Olívia esperou Arnaldo levantar e se recuperar. Arremessou o machado, a espingarda do delegado e por fim a motosserra, que foi apanhada com mais dificuldade.
Finalmente era sua vez de pular. E ela o fez sem pestanejar. Pisou firme na raiz e ainda chegou com graça junto dos homens, quase sem ajuda.
- Sua perna já está boa? – Perguntou Ezequiel, confuso. – Você parou de mancar faz tempo e esse pulo foi fácil demais.
A pergunta a pegou de surpresa. Desde que caíra no rio esquecera completamente o ferimento da mordida.
- Minha perna...
De repente um ronco grave se fez ouvir, como um gigante respirando.
- VEM CHEGANDO AI...
A voz do demônio vibrava nos tímpanos. Soava ao mesmo tempo irritada e animada, e devastou a coragem do grupo.

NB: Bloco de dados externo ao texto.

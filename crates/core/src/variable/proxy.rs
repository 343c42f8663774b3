//! Read-through decorators: renaming proxies and time-windowed caching.

use std::collections::BTreeSet;
use std::sync::{Arc, Mutex, PoisonError};

use chrono::{DateTime, Utc};

use super::{AccessError, Clock, Variable, system_clock};
use crate::value::Value;

/// Delegates every read to a wrapped variable, optionally under a new name.
///
/// Used for cross-namespace forwarding (renaming `n` to `<namespace>-n`) and
/// as the base shape for [`CachingVariable`].
pub struct ProxyVariable {
    name: String,
    inner: Arc<dyn Variable>,
}

impl ProxyVariable {
    /// Wrap `inner` under a new exported name.
    pub fn new(name: impl Into<String>, inner: Arc<dyn Variable>) -> Self {
        Self { name: name.into(), inner }
    }
}

impl std::fmt::Debug for ProxyVariable {
    fn fmt(&self, f: &mut std::fmt::Formatter<'_>) -> std::fmt::Result {
        f.debug_struct("ProxyVariable")
            .field("name", &self.name)
            .field("inner", &self.inner.name())
            .finish()
    }
}

impl Variable for ProxyVariable {
    fn name(&self) -> &str {
        &self.name
    }

    fn doc(&self) -> &str {
        self.inner.doc()
    }

    fn tags(&self) -> &BTreeSet<String> {
        self.inner.tags()
    }

    fn value(&self) -> Result<Value, AccessError> {
        self.inner.value()
    }

    fn last_updated(&self) -> Option<DateTime<Utc>> {
        self.inner.last_updated()
    }

    fn is_expandable(&self) -> bool {
        self.inner.is_expandable()
    }
}

/// A proxy that memoizes the wrapped value for a fixed time window.
///
/// The first read always misses. `last_updated()` reports the cache's own
/// stamp (time of the last underlying fetch), not the wrapped variable's.
///
/// The cache lock is held only across load/store, never across the
/// underlying fetch, so concurrent readers racing on an expired cache may
/// both invoke the wrapped accessor. That double recompute is accepted
/// behavior: reads are idempotent from the caller's viewpoint and the
/// simpler protocol avoids blocking readers behind a slow source.
pub struct CachingVariable {
    name: String,
    inner: Arc<dyn Variable>,
    timeout_ms: u64,
    cache: Mutex<Option<CacheSlot>>,
    clock: Clock,
}

#[derive(Clone)]
struct CacheSlot {
    value: Value,
    fetched_at: DateTime<Utc>,
}

impl CachingVariable {
    /// Cache `inner` reads for `timeout_ms` milliseconds.
    pub fn new(inner: Arc<dyn Variable>, timeout_ms: u64) -> Self {
        Self::with_clock(inner, timeout_ms, system_clock())
    }

    /// As [`CachingVariable::new`] with an explicit time source. Primarily
    /// for tests.
    pub fn with_clock(inner: Arc<dyn Variable>, timeout_ms: u64, clock: Clock) -> Self {
        Self {
            name: inner.name().to_string(),
            inner,
            timeout_ms,
            cache: Mutex::new(None),
            clock,
        }
    }

    fn fresh_value(&self, now: DateTime<Utc>) -> Option<Value> {
        let slot = self.cache.lock().unwrap_or_else(PoisonError::into_inner);
        let slot = slot.as_ref()?;
        let age = now.signed_duration_since(slot.fetched_at);
        if age.num_milliseconds() > self.timeout_ms as i64 {
            None
        } else {
            Some(slot.value.clone())
        }
    }
}

impl std::fmt::Debug for CachingVariable {
    fn fmt(&self, f: &mut std::fmt::Formatter<'_>) -> std::fmt::Result {
        f.debug_struct("CachingVariable")
            .field("name", &self.name)
            .field("timeout_ms", &self.timeout_ms)
            .finish_non_exhaustive()
    }
}

impl Variable for CachingVariable {
    fn name(&self) -> &str {
        &self.name
    }

    fn doc(&self) -> &str {
        self.inner.doc()
    }

    fn tags(&self) -> &BTreeSet<String> {
        self.inner.tags()
    }

    fn value(&self) -> Result<Value, AccessError> {
        let now = (self.clock)();
        if let Some(value) = self.fresh_value(now) {
            return Ok(value);
        }
        // Fetch outside the lock. A failed fetch leaves the previous slot in
        // place and propagates the error.
        let value = self.inner.value()?;
        let fetched_at = (self.clock)();
        let mut slot = self.cache.lock().unwrap_or_else(PoisonError::into_inner);
        *slot = Some(CacheSlot { value: value.clone(), fetched_at });
        Ok(value)
    }

    fn last_updated(&self) -> Option<DateTime<Utc>> {
        let slot = self.cache.lock().unwrap_or_else(PoisonError::into_inner);
        slot.as_ref().map(|s| s.fetched_at)
    }

    fn is_expandable(&self) -> bool {
        self.inner.is_expandable()
    }
}

#[cfg(test)]
mod tests {
    use std::sync::atomic::{AtomicI64, Ordering};

    use chrono::TimeZone;

    use super::*;
    use crate::variable::SupplierVariable;

    fn counting_source(counter: Arc<AtomicI64>) -> Arc<dyn Variable> {
        Arc::new(
            SupplierVariable::builder("hits")
                .reads(move || Value::Int(counter.fetch_add(1, Ordering::SeqCst)))
                .build()
                .unwrap(),
        )
    }

    fn manual_clock(start: DateTime<Utc>) -> (Arc<Mutex<DateTime<Utc>>>, Clock) {
        let now = Arc::new(Mutex::new(start));
        let handle = Arc::clone(&now);
        let clock: Clock = Arc::new(move || *handle.lock().unwrap());
        (now, clock)
    }

    #[test]
    fn test_proxy_renames_and_delegates() {
        let inner = Arc::new(
            SupplierVariable::builder("status")
                .doc("service status")
                .reads(|| Value::Str("up".into()))
                .build()
                .unwrap(),
        );
        let proxy = ProxyVariable::new("svc-status", inner);
        assert_eq!(proxy.name(), "svc-status");
        assert_eq!(proxy.doc(), "service status");
        assert_eq!(proxy.value().unwrap(), Value::Str("up".into()));
        assert!(!proxy.is_expandable());
    }

    #[test]
    fn test_cache_hit_within_window_and_miss_after() {
        let t0 = Utc.with_ymd_and_hms(2026, 1, 1, 0, 0, 0).unwrap();
        let (now, clock) = manual_clock(t0);
        let counter = Arc::new(AtomicI64::new(0));
        let cached = CachingVariable::with_clock(counting_source(counter), 1000, clock);

        // first read always misses
        assert_eq!(cached.value().unwrap(), Value::Int(0));
        assert_eq!(cached.last_updated(), Some(t0));

        // half the window: still the cached value even though the source moved on
        *now.lock().unwrap() = t0 + chrono::Duration::milliseconds(500);
        assert_eq!(cached.value().unwrap(), Value::Int(0));

        // just past the window: refresh
        let t2 = t0 + chrono::Duration::milliseconds(1001);
        *now.lock().unwrap() = t2;
        assert_eq!(cached.value().unwrap(), Value::Int(1));
        assert_eq!(cached.last_updated(), Some(t2));
    }

    #[test]
    fn test_no_stamp_before_first_fetch() {
        let cached = CachingVariable::new(counting_source(Arc::new(AtomicI64::new(0))), 1000);
        assert!(cached.last_updated().is_none());
    }

    #[test]
    fn test_failed_fetch_propagates_and_keeps_previous_slot() {
        let t0 = Utc.with_ymd_and_hms(2026, 1, 1, 0, 0, 0).unwrap();
        let (now, clock) = manual_clock(t0);
        let fail = Arc::new(Mutex::new(false));
        let fail_handle = Arc::clone(&fail);
        let source = Arc::new(
            SupplierVariable::builder("flaky")
                .accessor(move || {
                    if *fail_handle.lock().unwrap() {
                        Err(AccessError::Failed {
                            name: "flaky".into(),
                            message: "source gone".into(),
                        })
                    } else {
                        Ok(Value::Int(7))
                    }
                })
                .build()
                .unwrap(),
        );
        let cached = CachingVariable::with_clock(source, 1000, clock);

        assert_eq!(cached.value().unwrap(), Value::Int(7));

        *fail.lock().unwrap() = true;
        *now.lock().unwrap() = t0 + chrono::Duration::milliseconds(2000);
        assert!(cached.value().is_err());
        // stamp still reflects the last successful fetch
        assert_eq!(cached.last_updated(), Some(t0));
    }
}
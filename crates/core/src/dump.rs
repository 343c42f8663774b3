//! Dump output helpers.
//!
//! The line format is `name=value`, escaped for compatibility with simple
//! `key=value` property files, with optional `# doc` comment lines. The
//! traversal order comes from the exporter (name sort order); this module
//! only formats single variables.

use std::fmt::Write;

use thiserror::Error;

use crate::variable::{AccessError, Variable};

/// Failure while producing dump output.
///
/// Missing variables never show up here (the traversal simply skips what is
/// not registered), but accessor failures do propagate: a broken exported
/// value is actionable information for the operator.
#[derive(Debug, Error)]
pub enum DumpError {
    #[error(transparent)]
    Access(#[from] AccessError),

    #[error("failed to write dump output: {0}")]
    Write(#[from] std::fmt::Error),
}

/// Write one variable as a property line, with an optional doc comment.
///
/// The name is written as-is: sub-variable addresses (`container#key`) are
/// wire-visible and escaping them would break the addressing syntax. Only
/// the value side is escaped.
pub fn write_variable(
    out: &mut dyn Write,
    var: &dyn Variable,
    include_doc: bool,
) -> Result<(), DumpError> {
    let value = var.value()?;
    if include_doc && !var.doc().is_empty() {
        writeln!(out, "# {}", var.doc())?;
    }
    writeln!(out, "{}={}", var.name(), escape_value(&value.to_string()))?;
    Ok(())
}

/// Escape a property value: backslashes, control whitespace, comment and
/// separator characters, and a leading space (embedded spaces are fine in
/// values).
#[must_use]
pub fn escape_value(s: &str) -> String {
    let mut out = String::with_capacity(s.len());
    for (i, c) in s.chars().enumerate() {
        match c {
            '\\' => out.push_str("\\\\"),
            '\n' => out.push_str("\\n"),
            '\r' => out.push_str("\\r"),
            '\t' => out.push_str("\\t"),
            '=' | ':' | '#' | '!' => {
                out.push('\\');
                out.push(c);
            }
            ' ' if i == 0 => out.push_str("\\ "),
            _ => out.push(c),
        }
    }
    out
}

Eles se encararam. Corações disparando. Ezequiel balançou a cabeça tomando a confirmação de todos. No que o fizeram, Arnaldo fechou a cara e retorceu os cantos da boca para baixo. Determinado.
- Estou indo, amor.
- Fiquem juntos – Disse Ezequiel – não importa o que aconteça.
Para sua surpresa, seu marido se aproximou e lhe deu um beijo breve, cheio de ternura, e ela quase chorou novamente.
Quando os homens começaram a subir as raízes, ela se ajoelhou rapidamente e verificou sua perna, constatando que o ferimento desaparecera por completo. O rio abaixo captou seu olhar; o intenso e cintilante mistério azul a perturbava ainda mais. Tudo sobre o demônio se mantinha à quilômetros da compreensão.
As protuberâncias ofereciam ótimos apoios e em poucos segundos ela se emparelhou aos demais, que observavam o lugar.
O que de baixo parecera uma barreira, na verdade se tratava de uma imensa plataforma de raízes entroncadas cobertas de musgo velho. O conjunto devia comportar terra, pois aqui e ali se viam pequenas árvores secas e retorcidas, com fiapos brancos de vegetação morta ondulando nos galhos. A neblina difundia a luz do feixe à partir do centro do lugar, envolvendo tudo como um gás azul pálido.
Uma palavra lhe vinha à mente: Lúgubre.
Mas o que manteve o grupo parado não era a sensação que o lugar transmitia, e sim a quantidade de mortos que atapetava o solo. Salvo as beiradas das raízes onde pisavam, centenas e milhares de cadáveres de animais em avançado estado de decomposição atulhavam-se até onde a vista alcançava.
- ESPERO QUE NÃO SE IMPRESSIONE FACILMENTE... ESTAMOS APENAS COMEÇANDO...
­- Ah, vai se foder – rosnou Arnaldo por entre os dentes, e tomou a dianteira, primeiro esmigalhando a ossada magra do que parecia ser um macaco, sob a bota, depois pisando em um crânio de anta que soltou o couro e quase o derrubou. O velho seguiu impassível.
Ezequiel deu a deixa e Olívia pisou à frente, triturando como cascas de ovo, insetos mortos, quebrando costelas e colunas, desfazendo carne podre a cada passo.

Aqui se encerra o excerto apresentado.